Maiden Civil (P&E) Pty Ltd; Richard Albarran and Blair Alexander Pleash as receivers and managers of Maiden Civil (P&E) Pty Ltd & Ors v Queensland Excavation Services Pty Ltd & Ors [2013] NSWSC 852

In a decision by the Supreme Court of NSW handed down on 27 June 2013, the provisions of the Personal Property Securities Act 2009 Cth. (PPSA) dealing with vesting and priority have been tested.  The judgment drives home the key point about the PPSA.  It can operate to deprive an owner who has leased or hired goods of ownership where the lease or hire gives rise to a PPSA security interest and the owner fails to perfect that interest. 

The goods in question included a Caterpillar wheel loader and an excavator owned by Queensland Excavation Services (QES).  Maiden Civil (P&E) Pty Ltd (Maiden) undertook civil construction work in NT and took possession of the Caterpillars to be used in that work.   The arrangement for Maiden to use the Caterpillars pre-dated the PPSA start date of 30 January, 2012 and was an unwritten agreement.  There was at least initially finance from Westpac and Esanda to QES and the agreement was that Maiden would pay ‘back to back’ to QES the finance charges plus a margin.  QES did not make a registration on the PPSR in respect of the arrangement.

In March 2012, Maiden ran short of funds and obtained finance from Fast Financial Solutions Pty Ltd (Fast) and granted to Fast a general security interest over all its assets, including the Caterpillars. Fast registered its security interest on the PPSR.

Fast became aware of a number of events of default under its security and on 27 July 2012 Fast appointed Messrs Albarran and Pleash as receivers and managers (Receivers). The Receivers claimed possession of the Caterpillars. On 27 August 2012 Maiden went into administration and subsequently transitioned to insolvent  liquidation.

Decision

The Court found that the unwritten arrangement was a PPSA security interest.  As the goods were 'motor vehicles’ as defined in PPSA, a ‘PPS lease’ security interest arose after 90 days.  Accordingly a priority contest arose between QES and Fast.  Both were holders of security interests under the PPSA.

An order was made for the Caterpillars to be delivered to the Receivers on the basis that:

  • Fast’s perfected security interest in the Caterpillars had priority over QES’s unperfected security interest in them; and
  • upon Maiden going into administration, the unperfected security interest of QES vested in Maiden as the grantor, but subject to the security interest of Fast.
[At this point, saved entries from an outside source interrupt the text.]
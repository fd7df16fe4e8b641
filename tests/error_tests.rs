//! Tests for error classification and message formatting
//!
//! Every error must name the stage and source or piece it came from so a
//! failing pipeline can be debugged from the message alone.

use dalio::error::{ErrorKind, PipeError};
use dalio::prelude::*;
use polars::prelude::*;

#[cfg(test)]
mod configuration_errors {
    use super::*;

    #[test]
    fn test_unbound_source() {
        let err = PipeError::UnboundSource {
            stage: "ColSelect#0".to_string(),
            source_name: "data_in".to_string(),
        };

        let msg = err.to_string();
        assert!(msg.contains("ColSelect#0"));
        assert!(msg.contains("data_in"));
        assert_eq!(err.kind(), ErrorKind::Configuration);
    }

    #[test]
    fn test_unknown_piece_key_lists_valid_keys() {
        let err = PipeError::UnknownPieceKey {
            key: "(3, 0)".to_string(),
            valid: vec!["(0, 0)".to_string(), "(0, 1)".to_string()],
        };

        let msg = err.to_string();
        assert!(msg.contains("(3, 0)"));
        assert!(msg.contains("(0, 1)"));
        assert!(err.is_configuration());
    }

    #[test]
    fn test_invalid_piece_name() {
        let err = PipeError::InvalidPieceName {
            key: "(0, 0)".to_string(),
            name: "pie".to_string(),
            expected: vec!["line", "scatter"],
        };

        let msg = err.to_string();
        assert!(msg.contains("pie"));
        assert!(msg.contains("scatter"));
    }

    #[test]
    fn test_cycle_detected() {
        let err = PipeError::CycleDetected {
            stage: "ColRename#2".to_string(),
            source_name: "data_in".to_string(),
            node: 0,
        };

        assert!(err.to_string().contains("ColRename#2.data_in"));
        assert!(err.is_configuration());
    }

    #[test]
    fn test_output_unset() {
        let err = PipeError::OutputUnset {
            stage: "Grapher#1".to_string(),
            output: "data_out".to_string(),
        };
        assert!(err.to_string().contains("not been produced"));
        assert_eq!(err.kind(), ErrorKind::Configuration);
    }

    #[test]
    fn test_config_parse_error_from_toml() {
        let err = DalioConfig::from_toml_str("[graph]\ndefault_kind = 3").unwrap_err();
        assert!(matches!(err, PipeError::TomlError(_)));
    }
}

#[cfg(test)]
mod validation_errors {
    use super::*;

    #[test]
    fn test_validation_message() {
        let err = PipeError::Validation {
            stage: "ValDrop#4".to_string(),
            source_name: "data_in".to_string(),
            expected: "columns [a, b] (missing [b])".to_string(),
            observed: "DataFrame[3x1: a]".to_string(),
        };

        let msg = err.to_string();
        assert!(msg.contains("ValDrop#4.data_in"));
        assert!(msg.contains("missing [b]"));
        assert!(msg.contains("DataFrame[3x1: a]"));
        assert!(err.is_validation());
    }

    #[test]
    fn test_validation_raised_by_graph_names_origin() {
        let mut graph = Graph::new();
        let select = graph.add_pipe(ColSelect::new(["a", "b"]));
        let table = df!("a" => &[1i64, 2, 3]).unwrap();
        graph.bind_primary(select, Binding::literal(table)).unwrap();

        match graph.run(select, &RunOptions::new()).unwrap_err() {
            PipeError::Validation {
                stage,
                source_name,
                expected,
                observed,
            } => {
                assert_eq!(stage, "ColSelect#0");
                assert_eq!(source_name, DATA_IN);
                assert!(expected.contains("missing [b]"));
                assert_eq!(observed, "DataFrame[3x1: a]");
            }
            other => panic!("expected a validation error, got {other}"),
        }
    }
}

#[cfg(test)]
mod computation_errors {
    use super::*;

    #[test]
    fn test_polars_errors_convert() {
        let df = df!("a" => &[1i64]).unwrap();
        let err: PipeError = df.column("zzz").unwrap_err().into();
        assert_eq!(err.kind(), ErrorKind::Computation);
    }

    #[test]
    fn test_io_errors_convert() {
        let err: PipeError = std::io::Error::new(std::io::ErrorKind::NotFound, "prices.csv").into();
        assert!(err.to_string().contains("prices.csv"));
        assert_eq!(err.kind(), ErrorKind::Computation);
    }

    #[test]
    fn test_missing_csv_is_computation() {
        let mut graph = Graph::new();
        let node = graph.add_pipe(ColSelect::new(["close"]));
        graph
            .bind_primary(node, Binding::provider(CsvProvider::new("/nonexistent/prices.csv")))
            .unwrap();

        let err = graph.run(node, &RunOptions::new()).unwrap_err();
        assert_eq!(err.kind(), ErrorKind::Computation);
    }
}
An argument by QES that it ought to have the benefit of ‘deemed perfection’ under the two year transitional period following the 30 January 2012 start date was rejected.  Whilst it was clear enough that the security interest had arisen under the oral agreement before 30 January 2012 this was not by itself enough to save it as a ‘transitional security interest’.  This was primarily because the interest could have been registered under a pre-PPSA law (in this case NT legislation dealing with registration interests in vehicles and other goods) and as such the ‘deemed perfection for 2 years’ concession in the transitional provisions did not apply because of a specific exception to it in the PPSA.  Had the goods not been motor vehicles within that pre-PPSA NT registration scheme, the outcome may have been different.

Implications

The decision is consistent with the outcomes  in celebrated cases in New Zealand such as Waller v New Zealand Bloodstock Ltd[2006] 3 NZLR 629.   The basic outcome will not be a surprise to Australian PPSA practitioners.  The decision should serve as a wake-up call to those hire and lease businesses that have not yet confronted PPSA.

Important points for those businesses to keep in mind are:

  • A lease or a hire arrangement can be a PPSA security interest  and subject to the vesting provisions under the Act in the event of insolvency of the customer grantor.
  • That under PPSA a dispute with a customer’s financier cannot be resolved through determination of who ‘owns’ the equipment, because the dispute is one of priority between security interests.
  • The transitional scheme in the PPSA is complex and there are gaps in it – as this case shows.  There are in any event only about six more months of transitional protection left.
  • Where there is a PPSA security interest, perfection by registration is the essential means of protecting ownership.
  • The interests of QES were damaged by the decision.  The judgment mentions that QES had obtained some finance for the equipment from Westpac and Esanda which had at least partly been discharged.  Even if QES had not been the owner of the Caterpillars and had they been owned by the financiers, this would not in our view have prevented Fast ending up with them.  Under PPSA, an owner’s rights (such as those of a financier) are ‘derivative’ and depend on the lessee protecting its position.  Even if QES still had finance on the Caterpillars it would presumably still have been liable to pay that off, even though it lost them.
  • The court also commented on the oral nature of the QES / Maiden agreement and that the lack of writing made any security interest unable to be ‘enforceable against third parties’ under section 20 of the PPSA.  Whilst there are some concessions from this requirement for pre-PPSA transitional interests the key message going forward is that an unwritten security interest is simply incapable of being perfected under PPSA. Attention to the documentation requirements of PPSA is critical.